The alumina will be shipped in equal amounts to the Chinese buyer over 10 years from 2010, said an industry source close to the buyer, a subsidiary of China Power Investment Corporation.

The alumina will be priced at less than 14 percent of the price of the three-month aluminium contract of the London Metal Exchange MAL3. The contract also set the maximum and minimum prices for alumina, the main material for production of aluminium.

That term price was about 10 percent lower than prices for current spot alumina to China, based on Friday's LME aluminium prices at $1,705 per tonne in London.

Spot alumina to China was being offered at about $265 per tonne to Chinese ports, traders said.

The alumina will be given to HMHJ, the source said. The imports are to secure supply of alumina for the smelter.

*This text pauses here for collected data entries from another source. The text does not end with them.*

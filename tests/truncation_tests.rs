// SPDX-FileCopyrightText: 2026 ArcheBase
//
// SPDX-License-Identifier: MulanPSL-2.0

//! Decoding truncated and malformed buffers.
//!
//! A buffer prefix that ends exactly on a field boundary is a valid
//! (shorter) record; a prefix that ends strictly inside a varint,
//! fixed-width value or length-delimited payload must be rejected as
//! truncation.

mod common;

use common::{Detail, Telemetry, WithPresence};
use protowire::{marshal, unmarshal, CodecError};

#[test]
fn test_every_prefix_is_boundary_or_eof() {
    let record = Telemetry {
        a: 1,
        b: 2,
        c: 3,
        detail: Some(Box::new(Detail {
            x: "ab".to_string(),
            y: String::new(),
        })),
    };
    let wire = marshal(&record).unwrap();
    assert_eq!(wire.len(), 12);

    // field boundaries: nothing, after a, after b, after c, full record
    let boundaries = [0usize, 2, 4, 6, 12];
    for cut in 0..=wire.len() {
        let mut decoded = Telemetry::default();
        let result = unmarshal(&wire[..cut], &mut decoded);
        if boundaries.contains(&cut) {
            result.unwrap_or_else(|e| panic!("prefix {cut} should decode: {e}"));
        } else {
            let err = result.expect_err("prefix should be rejected");
            assert!(err.is_unexpected_eof(), "prefix {cut}: {err}");
        }
    }
}

#[test]
fn test_varint_field_boundaries_shift_with_value_width() {
    // c = 1000 needs a two-byte varint, moving the last boundary
    let record = Telemetry {
        a: 1,
        b: 2,
        c: 1000,
        ..Telemetry::default()
    };
    let wire = marshal(&record).unwrap();
    assert_eq!(hex::encode(&wire), "0801100218e807");

    let boundaries = [0usize, 2, 4, 7];
    for cut in 0..=wire.len() {
        let mut decoded = Telemetry::default();
        let result = unmarshal(&wire[..cut], &mut decoded);
        if boundaries.contains(&cut) {
            result.unwrap_or_else(|e| panic!("prefix {cut} should decode: {e}"));
        } else {
            assert!(result.unwrap_err().is_unexpected_eof(), "prefix {cut}");
        }
    }
}

#[test]
fn test_boundary_prefixes_keep_decoded_fields() {
    let record = Telemetry {
        a: 1,
        b: 2,
        c: 3,
        ..Telemetry::default()
    };
    let wire = marshal(&record).unwrap();
    let mut decoded = Telemetry::default();
    unmarshal(&wire[..4], &mut decoded).unwrap();
    assert_eq!(decoded.a, 1);
    assert_eq!(decoded.b, 2);
    assert_eq!(decoded.c, 0);
}

#[test]
fn test_truncated_fixed32_is_eof() {
    let record = WithPresence {
        threshold: Some(0x41C06DB4),
        ..WithPresence::default()
    };
    let wire = marshal(&record).unwrap();
    for cut in 1..wire.len() {
        let mut decoded = WithPresence::default();
        let err = unmarshal(&wire[..cut], &mut decoded).unwrap_err();
        assert!(err.is_unexpected_eof(), "prefix {cut}: {err}");
    }
}

#[test]
fn test_truncated_length_prefix_payload_is_eof() {
    // nested record announcing 4 bytes with only 2 present
    let wire = [0x22, 0x04, 0x0A, 0x02];
    let mut decoded = Telemetry::default();
    let err = unmarshal(&wire, &mut decoded).unwrap_err();
    assert!(err.is_unexpected_eof());
}

#[test]
fn test_truncated_unknown_field_is_eof() {
    // unknown field 9, length-delimited, payload cut short
    let wire = [0x4A, 0x05, 0x01];
    let mut decoded = Telemetry::default();
    let err = unmarshal(&wire, &mut decoded).unwrap_err();
    assert!(err.is_unexpected_eof());
}

#[test]
fn test_failed_decode_leaves_no_partial_repeated_element() {
    use common::WithRepeated;
    // one good element, then a truncated varint
    let wire = [0x08, 0x07, 0x08, 0x80];
    let mut decoded = WithRepeated::default();
    let err = unmarshal(&wire, &mut decoded).unwrap_err();
    assert!(err.is_unexpected_eof());
    assert_eq!(decoded.counts, vec![7]);
}

#[test]
fn test_wire_type_six_is_malformed() {
    let wire = [0x0E];
    let mut decoded = Telemetry::default();
    let err = unmarshal(&wire, &mut decoded).unwrap_err();
    assert!(matches!(err, CodecError::MalformedTag { .. }));
}

#[test]
fn test_wire_type_seven_is_malformed() {
    let wire = [0x0F];
    let mut decoded = Telemetry::default();
    let err = unmarshal(&wire, &mut decoded).unwrap_err();
    assert!(matches!(err, CodecError::MalformedTag { .. }));
}

#[test]
fn test_field_number_zero_is_malformed() {
    let wire = [0x00];
    let mut decoded = Telemetry::default();
    let err = unmarshal(&wire, &mut decoded).unwrap_err();
    assert!(matches!(err, CodecError::MalformedTag { .. }));
}

#[test]
fn test_oversized_varint_value_is_invalid() {
    // field 1 varint whose payload overflows 64 bits
    let wire = [
        0x08, 0xFF, 0xFF, 0xFF, 0xFF, 0xFF, 0xFF, 0xFF, 0xFF, 0xFF, 0x7F,
    ];
    let mut decoded = Telemetry::default();
    let err = unmarshal(&wire, &mut decoded).unwrap_err();
    assert!(matches!(err, CodecError::InvalidVarint { .. }));
}

#[test]
fn test_invalid_utf8_string_is_parse_error() {
    // Detail.x carrying bytes that are not UTF-8
    let wire = [0x0A, 0x02, 0xFF, 0xFE];
    let mut decoded = Detail::default();
    let err = unmarshal(&wire, &mut decoded).unwrap_err();
    assert!(matches!(err, CodecError::ParseError { .. }));
}
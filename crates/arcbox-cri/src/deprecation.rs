//! Deprecation warnings and ignore-list filtering.

use chrono::{DateTime, Utc};
use serde::{Deserialize, Serialize};
use std::collections::HashSet;

/// A runtime notice that a feature is scheduled for removal.
#[derive(Debug, Clone, PartialEq, Eq, Serialize, Deserialize)]
#[serde(rename_all = "camelCase")]
pub struct DeprecationWarning {
    /// Stable namespaced identifier (e.g. `io.containerd.deprecation/foo`).
    pub id: String,
    /// Human-readable message.
    pub message: String,
    /// When the deprecated behaviour was last observed.
    #[serde(default, skip_serializing_if = "Option::is_none")]
    pub last_occurrence: Option<DateTime<Utc>>,
}

impl DeprecationWarning {
    /// Creates a warning without an occurrence timestamp.
    #[must_use]
    pub fn new(id: impl Into<String>, message: impl Into<String>) -> Self {
        Self {
            id: id.into(),
            message: message.into(),
            last_occurrence: None,
        }
    }
}

/// Returns the warnings whose identifier is not in `ignored`.
///
/// Order is preserved and duplicates pass through untouched.
#[must_use]
pub fn filter_deprecations<'a, S: AsRef<str>>(
    raw: &'a [DeprecationWarning],
    ignored: &[S],
) -> Vec<&'a DeprecationWarning> {
    if ignored.is_empty() {
        return raw.iter().collect();
    }

    let ignored: HashSet<&str> = ignored.iter().map(AsRef::as_ref).collect();
    raw.iter()
        .filter(|warning| !ignored.contains(warning.id.as_str()))
        .collect()
}

#[cfg(test)]
mod tests {
    use super::*;

    fn warnings(ids: &[&str]) -> Vec<DeprecationWarning> {
        ids.iter()
            .map(|id| DeprecationWarning::new(*id, format!("{id} is deprecated")))
            .collect()
    }

    fn ids<'a>(filtered: &[&'a DeprecationWarning]) -> Vec<&'a str> {
        filtered.iter().map(|w| w.id.as_str()).collect()
    }

    #[test]
    fn empty_ignore_list_keeps_everything() {
        let raw = warnings(&["a", "b"]);
        let none: [&str; 0] = [];
        assert_eq!(ids(&filter_deprecations(&raw, &none)), vec!["a", "b"]);
    }

    #[test]
    fn ignored_ids_are_removed_in_order() {
        let raw = warnings(&["c", "a", "b", "d"]);
        let filtered = filter_deprecations(&raw, &["a", "d"]);
        assert_eq!(ids(&filtered), vec!["c", "b"]);
    }

    #[test]
    fn duplicates_are_not_collapsed() {
        let raw = warnings(&["a", "b", "a"]);
        let filtered = filter_deprecations(&raw, &["b".to_string()]);
        assert_eq!(ids(&filtered), vec!["a", "a"]);
    }

    #[test]
    fn unknown_ignored_ids_are_harmless() {
        let raw = warnings(&["a"]);
        let filtered = filter_deprecations(&raw, &["zzz"]);
        assert_eq!(ids(&filtered), vec!["a"]);
    }

    #[test]
    fn serde_uses_camel_case_and_skips_missing_timestamp() {
        let warning = DeprecationWarning::new("io.containerd.deprecation/foo", "foo");
        let json = serde_json::to_string(&warning).unwrap();
        assert_eq!(json, r#"{"id":"io.containerd.deprecation/foo","message":"foo"}"#);

        let parsed: DeprecationWarning = serde_json::from_str(
            r#"{"id":"x","message":"y","lastOccurrence":"2024-05-01T12:00:00Z"}"#,
        )
        .unwrap();
        assert!(parsed.last_occurrence.is_some());
    }
}
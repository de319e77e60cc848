//! Config command implementation.

use anyhow::Result;
use arcbox_cri::{CriConfig, PinnedImageStore, StaticIntrospection, StatusService};
use std::sync::Arc;

/// Prints the effective configuration snapshot.
pub fn execute(config: &CriConfig) -> Result<()> {
    let service = StatusService::new(
        Arc::new(config.clone()),
        Arc::new(StaticIntrospection::default()),
        Arc::new(PinnedImageStore::with_pins(config.pinned_images.clone())),
    );
    println!("{}", serde_json::to_string_pretty(&service.config_snapshot())?);
    Ok(())
}
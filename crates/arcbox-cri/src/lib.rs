//! # arcbox-cri
//!
//! Container Runtime Interface status reporting for `ArcBox`.
//!
//! This crate derives the runtime health report returned by the CRI
//! `Status` call:
//!
//! - Readiness conditions for the runtime and the pod network
//! - A deprecation condition built from introspection warnings, filtered
//!   against the operator's ignore list
//! - A configuration snapshot including the resolved sandbox image
//!
//! Transport, image pinning storage and the introspection backend are
//! collaborators reached through the [`Introspection`], [`PinnedImages`]
//! and [`HealthProbe`] traits.
//!
//! ## Example
//!
//! ```rust,no_run
//! use arcbox_cri::{CriConfig, PinnedImageStore, StaticIntrospection, StatusRequest, StatusService};
//! use std::sync::Arc;
//!
//! # async fn example() -> arcbox_cri::Result<()> {
//! let service = StatusService::new(
//!     Arc::new(CriConfig::default()),
//!     Arc::new(StaticIntrospection::default()),
//!     Arc::new(PinnedImageStore::new()),
//! );
//! let report = service.status(&StatusRequest::verbose()).await?;
//! assert!(report.is_healthy());
//! # Ok(())
//! # }
//! ```

#![warn(clippy::all, clippy::pedantic, clippy::nursery)]
#![allow(clippy::module_name_repetitions)]

pub mod condition;
pub mod config;
pub mod deprecation;
pub mod error;
pub mod image;
pub mod introspection;
pub mod probe;
pub mod status;

pub use condition::{ConditionType, RuntimeCondition, deprecation_condition, readiness_conditions};
pub use config::{CriConfig, RuntimeConfigSnapshot};
pub use deprecation::{DeprecationWarning, filter_deprecations};
pub use error::{CriError, Result};
pub use image::{DynPinnedImages, PinnedImageStore, PinnedImages};
pub use introspection::{DynIntrospection, Introspection, ServerInfo, StaticIntrospection};
pub use probe::{DynHealthProbe, HealthProbe, StaticProbe};
pub use status::{RuntimeHandler, RuntimeHandlerFeatures, RuntimeStatusReport, StatusRequest, StatusService};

Trafigura's contract will cover 18 percent of HMHJ's alumina needs in 2010, which are about 1.4 million tonnes.

HMHJ's facilities in Inner Mongolia are capable of turning out 700,000 tonnes of primary aluminium in 2010 and that output will consume around 1.4 million tonnes of alumina.

Two tonnes of alumina are normally needed to make one tonne of primary aluminium in China, the world's top producer of the metal.

It is a way that the aluminium smelter locks up the material supply, Judy Zhu, commodity analyst at Standard Chartered Bank (China) Limited said.

A trading manager at a large aluminium smelter said CPI and Trafigura's contract was unlikely to increase supply of alumina in China given the delivery time was for 10 years.

China produced more than 90 percent of its alumina needs in the first half of this year at 10.62 million tonnes.

Aluminum Corp of China Ltd is the top producer of alumina in the country.